Tuesday, 16 October 2007

Practices in the Dark: Unsafe Abortion in Nigeria

Imagine you're travelling down a dark alley in Lagos. The road is uneven; potholes and open gutters seem to cover every step as you walk home. Grilled suya and plantain drifts into the air from cluttered street stands, and high life music mixes with hip-hop in the city's medley of car horns. The only light to guide you comes from amber flames lit in tin trashcans, and you stretch your arms out in front of you with each step, feeling for anything you may not see in the dark.

Now imagine that a young girl is crouched behind a cement wall, not five feet away from you. You don't see her, but she's there. In her hands are a small hanger and a pair of knitting needles. She's about to perform surgery. Armed with nothing but a pair of sharp objects and a bucket of water, she stabs her uterus and cervix until she nearly faints, unsure of whether she'll live or die. Today is her fifteenth birthday.

This is Nigeria's reality. Every day young girls and women perform unsafe abortions on themselves to terminate unwanted pregnancies, and no one notices. Moral and cultural beliefs prevent open dialogue about abortion, and laws prohibiting the procedure unless in order to save a woman's life make it very difficult for women to seek help when faced with an unwanted or accidental pregnancy. Because of this women must turn to private or unlicensed clinics, traditional healers, or themselves to terminate their pregnancy, which often ends with serious medical complications.

According to the World Health Organization, an unsafe abortion is “a procedure for terminating an unwanted pregnancy either by persons lacking the necessary skills or in an environment lacking the minimal medical standards, or both.” Untrained medical practitioners, incorrect equipment, and unsanitary conditions in developing areas combined with certain laws that restrict abortion as a legal practice can lead to unsafe abortions for such women, resulting in deaths or serious infections that lead to infertility.

About 20 million, or approximately half, of the induced abortions each year are estimated to be unsafe. Out of these 20 million, ninety-five percent occur in developing countries like Nigeria.

But most deaths and complications from unsafe abortions are preventable. Abortions performed by trained health care providers with proper equipment, correct technique and sanitary standards are relatively simple and safe. According to the Alan Guttmacher Institute in the United States, the likelihood of women dying as a result of abortion performed with modern methods is no more than one per 100,000 procedures. In developing countries, this figure is several hundred times higher. This is due to factors like discrimination against abortion patients, inaccessible services in rural areas, poor medical equipment, and lack of attention to patients' medical, social, and cultural circumstances.

There is hope, however, for Nigerian women who face the uncertainty of an unwanted pregnancy. Many organizations and advocacy groups, such as Centre for Reproductive Rights and World Health Organization, have advocated that abortion procedures be made legal in non-emergency situations, to avoid women visiting non-licensed medical practitioners and putting themselves at risk of illness or death.
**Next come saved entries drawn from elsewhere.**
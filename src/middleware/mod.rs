// SPDX-License-Identifier: MIT
// Copyright 2026 Roland Dreier <roland@rolandd.dev>

//! Middleware modules (caller resolution).

pub mod auth;

pub use auth::resolve_caller;
impl FirestoreDb {
    /// Create a new Firestore client.
    ///
    /// For local development with emulator, set FIRESTORE_EMULATOR_HOST.
    pub async fn new(project_id: &str, changes: ChangeFeed) -> Result<Self, AppError> {
        // The emulator doesn't need credentials; skip the token lookup entirely.
        if std::env::var("FIRESTORE_EMULATOR_HOST").is_ok() {
            return Self::create_emulator_client(project_id, changes).await;
        }

        let client = firestore::FirestoreDb::new(project_id)
            .await
            .map_err(|e| AppError::Database(format!("Failed to connect to Firestore: {}", e)))?;

        tracing::info!(project = project_id, "Connected to Firestore");

        Ok(Self {
            client: Some(client),
            changes,
        })
    }

    /// Create a Firestore client for the emulator with unauthenticated access.
    async fn create_emulator_client(
        project_id: &str,
        changes: ChangeFeed,
    ) -> Result<Self, AppError> {
        tracing::info!("Using unauthenticated connection for Firestore Emulator");

        let token_source = gcloud_sdk::ExternalJwtFunctionSource::new(|| async {
            Ok(gcloud_sdk::Token {
                token_type: "Bearer".to_string(),
                token: gcloud_sdk::SecretValue::new(
                    "eyJhbGciOiJub25lIn0.eyJ1aWQiOiJ0ZXN0In0."
                        .to_string()
                        .into(),
                ),
                expiry: chrono::Utc::now() + chrono::Duration::hours(1),
            })
        });

        let options = firestore::FirestoreDbOptions::new(project_id.to_string());

        let client = firestore::FirestoreDb::with_options_token_source(
            options,
            gcloud_sdk::GCP_DEFAULT_SCOPES.clone(),
            gcloud_sdk::TokenSourceType::ExternalSource(Box::new(token_source)),
        )
        .await
        .map_err(|e| {
            AppError::Database(format!("Failed to connect to Firestore Emulator: {}", e))
        })?;

        tracing::info!(
            project = project_id,
            "Connected to Firestore (Emulator/Unauthenticated)"
        );

        Ok(Self {
            client: Some(client),
            changes,
        })
    }

    /// Create a disconnected client (offline mode).
    ///
    /// All database operations will return an error if called.
    pub fn new_offline() -> Self {
        Self {
            client: None,
            changes: ChangeFeed::new(),
        }
    }

    /// Helper to get the client or return an error if offline.
    fn get_client(&self) -> Result<&firestore::FirestoreDb, AppError> {
        self.client
            .as_ref()
            .ok_or_else(|| AppError::Database("Database not connected (offline mode)".to_string()))
    }

    /// Write a whole document, creating it if missing.
    async fn put<T>(&self, collection: &str, id: &str, object: &T) -> Result<(), AppError>
    where
        T: Serialize + Sync + Send + for<'de> serde::Deserialize<'de>,
    {
        let _: () = self
            .get_client()?
            .fluent()
            .update()
            .in_col(collection)
            .document_id(id)
            .object(object)
            .execute()
            .await
            .map_err(|e| AppError::Database(e.to_string()))?;
        Ok(())
    }

    async fn get_by_id<T>(&self, collection: &str, id: &str) -> Result<Option<T>, AppError>
    where
        T: for<'de> serde::Deserialize<'de> + Send,
    {
        self.get_client()?
            .fluent()
            .select()
            .by_id_in(collection)
            .obj()
            .one(id)
            .await
            .map_err(|e| AppError::Database(e.to_string()))
    }

    // ─── Transactions ────────────────────────────────────────────

    async fn begin_transaction(&self) -> Result<FirestoreTransaction<'_>, AppError> {
        self.get_client()?
            .begin_transaction()
            .await
            .map_err(|e| AppError::Database(format!("Failed to begin transaction: {}", e)))
    }

    /// Client whose reads are part of `transaction`, so a concurrent write to
    /// any document read through it makes the commit fail.
    fn transaction_reader(
        &self,
        transaction: &FirestoreTransaction<'_>,
    ) -> Result<firestore::FirestoreDb, AppError> {
        Ok(self
            .get_client()?
            .clone_with_consistency_selector(FirestoreConsistencySelector::Transaction(
                transaction.transaction_id().clone(),
            )))
    }

    /// Add a whole-document write to `transaction`.
    fn stage<T>(
        &self,
        transaction: &mut FirestoreTransaction<'_>,
        collection: &str,
        id: &str,
        object: &T,
    ) -> Result<(), AppError>
    where
        T: Serialize + Sync + Send + for<'de> serde::Deserialize<'de>,
    {
        self.get_client()?
            .fluent()
            .update()
            .in_col(collection)
            .document_id(id)
            .object(object)
            .add_to_transaction(transaction)
            .map_err(|e| {
                AppError::Database(format!(
                    "Failed to add {} write to transaction: {}",
                    collection, e
                ))
            })?;
        Ok(())
    }

    async fn commit(transaction: FirestoreTransaction<'_>) -> Result<(), AppError> {
        transaction
            .commit()
            .await
            .map_err(|e| AppError::Database(format!("Transaction commit failed: {}", e)))?;
        Ok(())
    }

    // ─── Catalog & goal seeding ──────────────────────────────────

    /// Create or replace a catalog entry.
    pub async fn upsert_exercise(&self, exercise: &Exercise) -> Result<(), AppError> {
        self.put(collections::EXERCISES, &exercise.id, exercise)
            .await
    }

    /// Create or replace a goal.
    pub async fn upsert_goal(&self, goal: &Goal) -> Result<(), AppError> {
        self.put(collections::USER_GOALS, &goal.id, goal).await
    }
}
These organizations demand that abortion delivery be improved around the world, and recommend the use of manual vacuum aspirations (MVA) for treatment of complications, that health care providers should be trained in the use of MVA, and that post abortion care services should be established throughout to offer contraceptive counseling and services to women who've had an abortion.

With these organizations lobbying for safe abortion practices, and with the rise of women undergoing painful procedures to terminate unwanted pregnancies, the Nigerian government will have to re-examine its abortion policies and determine whether the lives of thousands of women are worth throwing into the dark.